Mystery of the Moon

A mysterious flash on the Moon registered half a century ago still agitates the minds of scientists. If the flash was the result of falling of a large asteroid, it means that such collisions with the Moon and the Earth may happen oftener than was earlier supposed.

In 1953, astronomer Leon Stuart took a picture of the Moon with a bright spot in the center of its visible surface. The brightness of the flash corresponded to the energy liberation equivalent to an explosion of about 500 kilotons.

Astronomer Bonnie Buratti from NASA’s Jet Propulsion Laboratory (JPL) in Pasadena says that the newly obtained data allow to suppose that the flash on the Moon could be the result of falling of an asteroid of about 20 meters in diameter. If she is right, it may mean that collision of asteroids with the Moon (and with the Earth) may happen oftener: approximately once in 500 years with the Moon, and once in 30 years with the Earth.

The crater formed after falling of the hypothetical asteroid is too small to be discerned from the Earth. However, astronomer Buratti says that the pictures made from the Clementine automatic station on the circumlunar orbit in 1994 revealed a new crater which appeared as a result of impact. The new crater was exactly in the region where Leon Stuart discovered the flash 50 years ago. Ejection of a brighter substance cover the territory of 1.5 kilometers in diameter; and the color indicates that the crater is new enough.  

Nevertheless, several scientists still insist that the picture presented by Stuart reveals not an asteroid falling on the Moon, but a so-called stationary meteor, a rather rare phenomenon: the meteor’s mechanical trajectory is directed along the eyesight axis of an observer, so that the observer can see only a flash in the sky.

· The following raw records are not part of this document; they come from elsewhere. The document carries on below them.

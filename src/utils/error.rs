use thiserror::Error;

#[derive(Error, Debug)]
pub enum FormsError {
    #[error("HTTP request failed: {0}")]
    Http(#[from] reqwest::Error),

    #[error("Transport failure: {message}")]
    TransportFailure { message: String },

    #[error("IO error: {0}")]
    Io(#[from] std::io::Error),

    #[error("Serialization error: {0}")]
    Serialization(#[from] serde_json::Error),

    #[error("TOML parsing error: {0}")]
    Toml(#[from] toml::de::Error),

    #[error("Invalid URL: {0}")]
    InvalidUrl(#[from] url::ParseError),

    #[error("Configuration error in '{field}': {message}")]
    ConfigValidationError { field: String, message: String },

    #[error("Invalid value '{value}' for '{field}': {reason}")]
    InvalidConfigValueError {
        field: String,
        value: String,
        reason: String,
    },

    #[error("Missing required configuration: {field}")]
    MissingConfigError { field: String },

    #[error("Page fixture error: {message}")]
    FixtureError { message: String },
}

impl FormsError {
    /// Whether the error came from the network layer rather than local setup.
    pub fn is_transport(&self) -> bool {
        matches!(self, FormsError::Http(_) | FormsError::TransportFailure { .. })
    }

    pub fn user_friendly_message(&self) -> String {
        match self {
            FormsError::Http(_) | FormsError::TransportFailure { .. } => {
                "The form endpoint could not be reached".to_string()
            }
            FormsError::Io(e) => format!("Could not read a file: {}", e),
            FormsError::Toml(_) | FormsError::Serialization(_) => {
                "A configuration file could not be parsed".to_string()
            }
            FormsError::InvalidUrl(e) => format!("A URL is malformed: {}", e),
            FormsError::ConfigValidationError { field, .. }
            | FormsError::InvalidConfigValueError { field, .. }
            | FormsError::MissingConfigError { field } => {
                format!("The setting '{}' is not valid", field)
            }
            FormsError::FixtureError { message } => format!("The page fixture is invalid: {}", message),
        }
    }

    pub fn recovery_suggestion(&self) -> &'static str {
        match self {
            FormsError::Http(_) | FormsError::TransportFailure { .. } => {
                "Check that the form action URL points at a running server"
            }
            FormsError::Io(_) => "Check the file path and its permissions",
            FormsError::Toml(_) | FormsError::Serialization(_) => {
                "Fix the syntax of the TOML file"
            }
            FormsError::InvalidUrl(_) => "Use an absolute http(s) base URL",
            FormsError::ConfigValidationError { .. }
            | FormsError::InvalidConfigValueError { .. }
            | FormsError::MissingConfigError { .. } => {
                "Review the settings file against the documented defaults"
            }
            FormsError::FixtureError { .. } => "Check the element ids referenced by the steps",
        }
    }
}

pub type Result<T> = std::result::Result<T, FormsError>;
use crate::adapters::memory_page::MemoryPage;
use crate::domain::model::NewElement;
use crate::domain::ports::Page;
use crate::utils::error::{FormsError, Result};
use crate::utils::validation::{validate_url, Validate};
use serde::{Deserialize, Serialize};
use std::collections::HashSet;
use std::path::Path;
use url::Url;

/// Declarative description of a page, used to build a [`MemoryPage`].
#[derive(Debug, Clone, Serialize, Deserialize)]
pub struct PageFixture {
    pub base_url: String,
    #[serde(default)]
    pub links: Vec<LinkFixture>,
    #[serde(default)]
    pub sections: Vec<SectionFixture>,
    #[serde(default)]
    pub forms: Vec<FormFixture>,
    #[serde(default = "default_footer")]
    pub footer: bool,
}

fn default_footer() -> bool {
    true
}

#[derive(Debug, Clone, Serialize, Deserialize)]
pub struct LinkFixture {
    pub href: String,
    #[serde(default)]
    pub text: String,
}

#[derive(Debug, Clone, Serialize, Deserialize)]
pub struct SectionFixture {
    pub id: String,
    #[serde(default)]
    pub text: String,
}

#[derive(Debug, Clone, Serialize, Deserialize)]
pub struct FormFixture {
    pub id: String,
    pub action: Option<String>,
    #[serde(default)]
    pub classes: Vec<String>,
    #[serde(default = "default_submit_label")]
    pub submit_label: String,
    #[serde(default)]
    pub fields: Vec<FieldFixture>,
}

fn default_submit_label() -> String {
    "Submit".to_string()
}

#[derive(Debug, Clone, Serialize, Deserialize)]
pub struct FieldFixture {
    pub name: String,
    /// Input type; `textarea` produces a textarea element.
    #[serde(rename = "type", default = "default_field_type")]
    pub kind: String,
    #[serde(default)]
    pub required: bool,
    #[serde(default)]
    pub value: String,
}

fn default_field_type() -> String {
    "text".to_string()
}

impl PageFixture {
    pub fn from_file<P: AsRef<Path>>(path: P) -> Result<Self> {
        let content = std::fs::read_to_string(&path)?;
        Self::from_toml_str(&content)
    }

    pub fn from_toml_str(content: &str) -> Result<Self> {
        let processed = crate::config::settings::substitute_env_vars(content)?;
        Ok(toml::from_str(&processed)?)
    }

    /// Lays the page out as header links, sections, one container per form, then the footer.
    pub fn build(&self) -> Result<MemoryPage> {
        self.validate()?;
        let page = MemoryPage::new(Url::parse(&self.base_url)?);
        let document = page.document();

        if !self.links.is_empty() {
            let nav = page.append(document, NewElement::new("nav"));
            for link in &self.links {
                page.append(
                    nav,
                    NewElement::new("a")
                        .attr("href", link.href.as_str())
                        .text(link.text.as_str()),
                );
            }
        }

        for section in &self.sections {
            page.append(
                document,
                NewElement::new("section")
                    .attr("id", section.id.as_str())
                    .text(section.text.as_str()),
            );
        }

        for form in &self.forms {
            let container = page.append(document, NewElement::new("div").class("container"));
            let mut element = NewElement::new("form").attr("id", form.id.as_str());
            if let Some(action) = &form.action {
                element = element.attr("action", action.as_str());
            }
            for class in &form.classes {
                element = element.class(class.as_str());
            }
            let form_node = page.append(container, element);

            for field in &form.fields {
                let group = page.append(form_node, NewElement::new("div").class("mb-3"));
                let mut control = if field.kind.eq_ignore_ascii_case("textarea") {
                    NewElement::new("textarea").text(field.value.as_str())
                } else {
                    NewElement::new("input")
                        .attr("type", field.kind.as_str())
                        .attr("value", field.value.as_str())
                };
                control = control
                    .attr("name", field.name.as_str())
                    .attr("id", format!("{}-{}", form.id, field.name))
                    .class("form-control");
                if field.required {
                    control = control.attr("required", "");
                }
                page.append(group, control);
            }

            page.append(
                form_node,
                NewElement::new("button")
                    .attr("type", "submit")
                    .class("btn")
                    .text(form.submit_label.as_str()),
            );
        }

        if self.footer {
            page.append(document, NewElement::new("footer"));
        }

        Ok(page)
    }
}

impl Validate for PageFixture {
    fn validate(&self) -> Result<()> {
        validate_url("base_url", &self.base_url)?;

        let mut ids = HashSet::new();
        let all_ids = self
            .sections
            .iter()
            .map(|s| s.id.as_str())
            .chain(self.forms.iter().map(|f| f.id.as_str()));
        for id in all_ids {
            if id.trim().is_empty() {
                return Err(FormsError::FixtureError {
                    message: "element ids cannot be empty".to_string(),
                });
            }
            if !ids.insert(id) {
                return Err(FormsError::FixtureError {
                    message: format!("duplicate element id '{}'", id),
                });
            }
        }

        for form in &self.forms {
            let mut names = HashSet::new();
            for field in &form.fields {
                if !names.insert(field.name.as_str()) {
                    return Err(FormsError::FixtureError {
                        message: format!("form '{}' declares field '{}' twice", form.id, field.name),
                    });
                }
            }
        }

        Ok(())
    }
}
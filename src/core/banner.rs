use crate::config::settings::FormSettings;
use crate::core::{Adjacent, BannerKind, NewElement, NodeId, Page, Query};
use std::sync::Arc;
use tokio_util::sync::CancellationToken;

/// Creates status banners and schedules their fade-out and removal.
pub struct Banners<P: Page> {
    page: Arc<P>,
    settings: Arc<FormSettings>,
    shutdown: CancellationToken,
}

impl<P: Page> Clone for Banners<P> {
    fn clone(&self) -> Self {
        Self {
            page: Arc::clone(&self.page),
            settings: Arc::clone(&self.settings),
            shutdown: self.shutdown.clone(),
        }
    }
}

impl<P: Page> Banners<P> {
    pub fn new(page: Arc<P>, settings: Arc<FormSettings>, shutdown: CancellationToken) -> Self {
        Self {
            page,
            settings,
            shutdown,
        }
    }

    /// Replaces any alert already next to the form and inserts the new one right after it.
    pub fn show_after_form(&self, form: NodeId, kind: BannerKind, message: &str) -> NodeId {
        if let Some(parent) = self.page.parent(form) {
            if let Some(existing) = self
                .page
                .query_first(parent, Query::Class(&self.settings.classes.alert))
            {
                tracing::debug!("Removing previous banner {:?}", existing);
                self.page.remove(existing);
            }
        }

        let banner = self.build(kind, message, Some("mt-3"));
        self.page.insert_adjacent(form, Adjacent::AfterEnd, banner);
        self.schedule_dismiss(banner);
        banner
    }

    /// Inserts the banner just before the page footer. Without a footer nothing is shown.
    pub fn show_before_footer(&self, kind: BannerKind, message: &str) -> Option<NodeId> {
        let Some(footer) = self.page.query_first(self.page.document(), Query::Footer) else {
            tracing::debug!("No footer on the page, skipping {} banner", kind.as_str());
            return None;
        };

        let banner = self.build(kind, message, None);
        self.page.insert_adjacent(footer, Adjacent::BeforeBegin, banner);
        self.schedule_dismiss(banner);
        Some(banner)
    }

    fn build(&self, kind: BannerKind, message: &str, spacing: Option<&str>) -> NodeId {
        let classes = &self.settings.classes;
        let mut element = NewElement::new("div")
            .class(classes.alert.as_str())
            .class(format!("{}-{}", classes.alert, kind.as_str()))
            .class(format!("{}-dismissible", classes.alert))
            .class("fade")
            .class(classes.show.as_str())
            .attr("role", "alert")
            .text(message);
        if let Some(spacing) = spacing {
            element = element.class(spacing);
        }
        let banner = self.page.create_element(element);

        let close = self.page.create_element(
            NewElement::new("button")
                .class("btn-close")
                .attr("type", "button")
                .attr("data-bs-dismiss", classes.alert.as_str())
                .attr("aria-label", "Close"),
        );
        self.page.append_child(banner, close);
        banner
    }

    fn schedule_dismiss(&self, banner: NodeId) {
        let page = Arc::clone(&self.page);
        let show_class = self.settings.classes.show.clone();
        let visible = self.settings.banner.visible();
        let fade = self.settings.banner.fade();
        let shutdown = self.shutdown.clone();

        tokio::spawn(async move {
            tokio::select! {
                _ = shutdown.cancelled() => return,
                _ = tokio::time::sleep(visible) => {}
            }
            page.remove_class(banner, &show_class);

            tokio::select! {
                _ = shutdown.cancelled() => return,
                _ = tokio::time::sleep(fade) => {}
            }
            page.remove(banner);
            tracing::debug!("Banner {:?} dismissed", banner);
        });
    }
}
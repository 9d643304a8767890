use crate::utils::error::{FormsError, Result};
use url::Url;

pub trait Validate {
    fn validate(&self) -> Result<()>;
}

pub fn validate_url(field_name: &str, url_str: &str) -> Result<()> {
    if url_str.is_empty() {
        return Err(FormsError::InvalidConfigValueError {
            field: field_name.to_string(),
            value: url_str.to_string(),
            reason: "URL cannot be empty".to_string(),
        });
    }

    match Url::parse(url_str) {
        Ok(url) => match url.scheme() {
            "http" | "https" => Ok(()),
            scheme => Err(FormsError::InvalidConfigValueError {
                field: field_name.to_string(),
                value: url_str.to_string(),
                reason: format!("Unsupported URL scheme: {}", scheme),
            }),
        },
        Err(e) => Err(FormsError::InvalidConfigValueError {
            field: field_name.to_string(),
            value: url_str.to_string(),
            reason: format!("Invalid URL format: {}", e),
        }),
    }
}

pub fn validate_positive_number(field_name: &str, value: u64, min_value: u64) -> Result<()> {
    if value < min_value {
        return Err(FormsError::InvalidConfigValueError {
            field: field_name.to_string(),
            value: value.to_string(),
            reason: format!("Value must be at least {}", min_value),
        });
    }
    Ok(())
}

pub fn validate_non_empty_string(field_name: &str, value: &str) -> Result<()> {
    if value.trim().is_empty() {
        return Err(FormsError::InvalidConfigValueError {
            field: field_name.to_string(),
            value: value.to_string(),
            reason: "Value cannot be empty or whitespace-only".to_string(),
        });
    }
    Ok(())
}

/// Class names end up in a space-separated class list, so they must be a single token.
pub fn validate_class_name(field_name: &str, value: &str) -> Result<()> {
    validate_non_empty_string(field_name, value)?;
    if value.chars().any(char::is_whitespace) {
        return Err(FormsError::InvalidConfigValueError {
            field: field_name.to_string(),
            value: value.to_string(),
            reason: "Class names cannot contain whitespace".to_string(),
        });
    }
    Ok(())
}

pub fn validate_range<T: PartialOrd + std::fmt::Display + Copy>(
    field_name: &str,
    value: T,
    min: T,
    max: T,
) -> Result<()> {
    if value < min || value > max {
        return Err(FormsError::InvalidConfigValueError {
            field: field_name.to_string(),
            value: value.to_string(),
            reason: format!("Value must be between {} and {}", min, max),
        });
    }
    Ok(())
}
use crate::config::settings::FormSettings;
use crate::core::{FieldError, FieldKind, NewElement, NodeId, Page, Query};
use regex::Regex;
use std::sync::LazyLock;

static EMAIL_PATTERN: LazyLock<Regex> = LazyLock::new(|| {
    Regex::new(r"^[^\s\x{FEFF}@]+@[^\s\x{FEFF}@]+\.[^\s\x{FEFF}@]+$")
        .expect("email pattern is a valid regex")
});

/// Whitespace as browsers trim it, which includes the byte order mark.
fn trim_blank(value: &str) -> &str {
    value.trim_matches(|c: char| c.is_whitespace() || c == '\u{FEFF}')
}

/// Pure check of a single value against a field's constraints.
pub fn check_value(value: &str, required: bool, kind: &FieldKind) -> Result<(), FieldError> {
    let value = trim_blank(value);

    if required && value.is_empty() {
        return Err(FieldError::RequiredFieldMissing);
    }

    if *kind == FieldKind::Email && !value.is_empty() && !EMAIL_PATTERN.is_match(value) {
        return Err(FieldError::InvalidEmailFormat);
    }

    Ok(())
}

/// Validates one input and reflects the result on the page: validity classes plus an
/// inline feedback element next to the field.
pub struct FieldValidator<'a, P: Page> {
    page: &'a P,
    settings: &'a FormSettings,
}

impl<'a, P: Page> FieldValidator<'a, P> {
    pub fn new(page: &'a P, settings: &'a FormSettings) -> Self {
        Self { page, settings }
    }

    pub fn validate(&self, field: NodeId) -> bool {
        self.check(field).is_ok()
    }

    pub fn check(&self, field: NodeId) -> Result<(), FieldError> {
        self.clear_feedback(field);

        let required = self.page.has_attribute(field, "required");
        let kind = FieldKind::from_type_attr(self.page.attribute(field, "type").as_deref());
        let result = check_value(&self.page.value(field), required, &kind);

        let classes = &self.settings.classes;
        match result {
            Err(error) => {
                tracing::debug!(
                    "Field {:?} ({}) failed validation: {}",
                    field,
                    self.page.attribute(field, "name").unwrap_or_default(),
                    error
                );
                self.page.add_class(field, &classes.invalid);
                if let Some(parent) = self.page.parent(field) {
                    let feedback = self.page.create_element(
                        NewElement::new("div")
                            .class(classes.feedback.as_str())
                            .text(self.message_for(error)),
                    );
                    self.page.append_child(parent, feedback);
                }
            }
            Ok(()) => {
                self.page.remove_class(field, &classes.invalid);
                self.page.add_class(field, &classes.valid);
            }
        }

        result
    }

    /// Runs every input and textarea of the form; all of them get marked, even after a failure.
    pub fn validate_all(&self, form: NodeId) -> bool {
        self.page
            .query_all(form, Query::FormControls)
            .into_iter()
            .fold(true, |all_valid, field| self.validate(field) && all_valid)
    }

    pub fn message_for(&self, error: FieldError) -> &str {
        match error {
            FieldError::RequiredFieldMissing => &self.settings.messages.required,
            FieldError::InvalidEmailFormat => &self.settings.messages.invalid_email,
        }
    }

    fn clear_feedback(&self, field: NodeId) {
        self.page.remove_class(field, &self.settings.classes.invalid);
        if let Some(parent) = self.page.parent(field) {
            if let Some(existing) = self
                .page
                .query_first(parent, Query::Class(&self.settings.classes.feedback))
            {
                self.page.remove(existing);
            }
        }
    }
}

#[cfg(test)]
mod tests {
    use super::*;

    #[test]
    fn test_required_field() {
        let text = FieldKind::Other("text".to_string());
        assert_eq!(check_value("", true, &text), Err(FieldError::RequiredFieldMissing));
        assert_eq!(check_value("   \t", true, &text), Err(FieldError::RequiredFieldMissing));
        assert_eq!(check_value(" Ada ", true, &text), Ok(()));
        assert_eq!(check_value("", false, &text), Ok(()));
    }

    #[test]
    fn test_email_format() {
        let email = FieldKind::Email;
        assert_eq!(check_value("user@example.com", false, &email), Ok(()));
        assert_eq!(check_value("  user@example.com  ", true, &email), Ok(()));
        assert_eq!(
            check_value("not-an-email", false, &email),
            Err(FieldError::InvalidEmailFormat)
        );
        assert_eq!(check_value("user@", false, &email), Err(FieldError::InvalidEmailFormat));
        assert_eq!(check_value("user.com", false, &email), Err(FieldError::InvalidEmailFormat));
        assert_eq!(
            check_value("us er@example.com", false, &email),
            Err(FieldError::InvalidEmailFormat)
        );
        assert_eq!(check_value("", false, &email), Ok(()));
        assert_eq!(check_value("", true, &email), Err(FieldError::RequiredFieldMissing));
    }

    #[test]
    fn test_byte_order_mark_counts_as_blank() {
        let text = FieldKind::Other("text".to_string());
        assert_eq!(check_value("\u{FEFF}", true, &text), Err(FieldError::RequiredFieldMissing));
        assert_eq!(check_value("\u{FEFF}Ada\u{FEFF}", true, &text), Ok(()));

        let email = FieldKind::Email;
        assert_eq!(
            check_value("a\u{FEFF}b@example.com", true, &email),
            Err(FieldError::InvalidEmailFormat)
        );
        assert_eq!(check_value("\u{FEFF}ab@example.com", true, &email), Ok(()));
    }

    #[test]
    fn test_email_rules_only_apply_to_email_fields() {
        let text = FieldKind::Other("text".to_string());
        assert_eq!(check_value("not-an-email", true, &text), Ok(()));
    }
}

Skeptics assume that the meteor on Stuart’s picture just accidentally projected on the picture of the Moon disk in the background. Despite the fact that such stationary meteors are rarely observed, they still happen oftener than falling of large asteroids on the Moon. Besides, opponents of Bonnie Buratti say that existence of the “new” crater on the Moon is of slightest importance: there are no effective criteria to determine its actual age. It is likely that the “new” crater is 20 million years old and it is just a bit newer than others.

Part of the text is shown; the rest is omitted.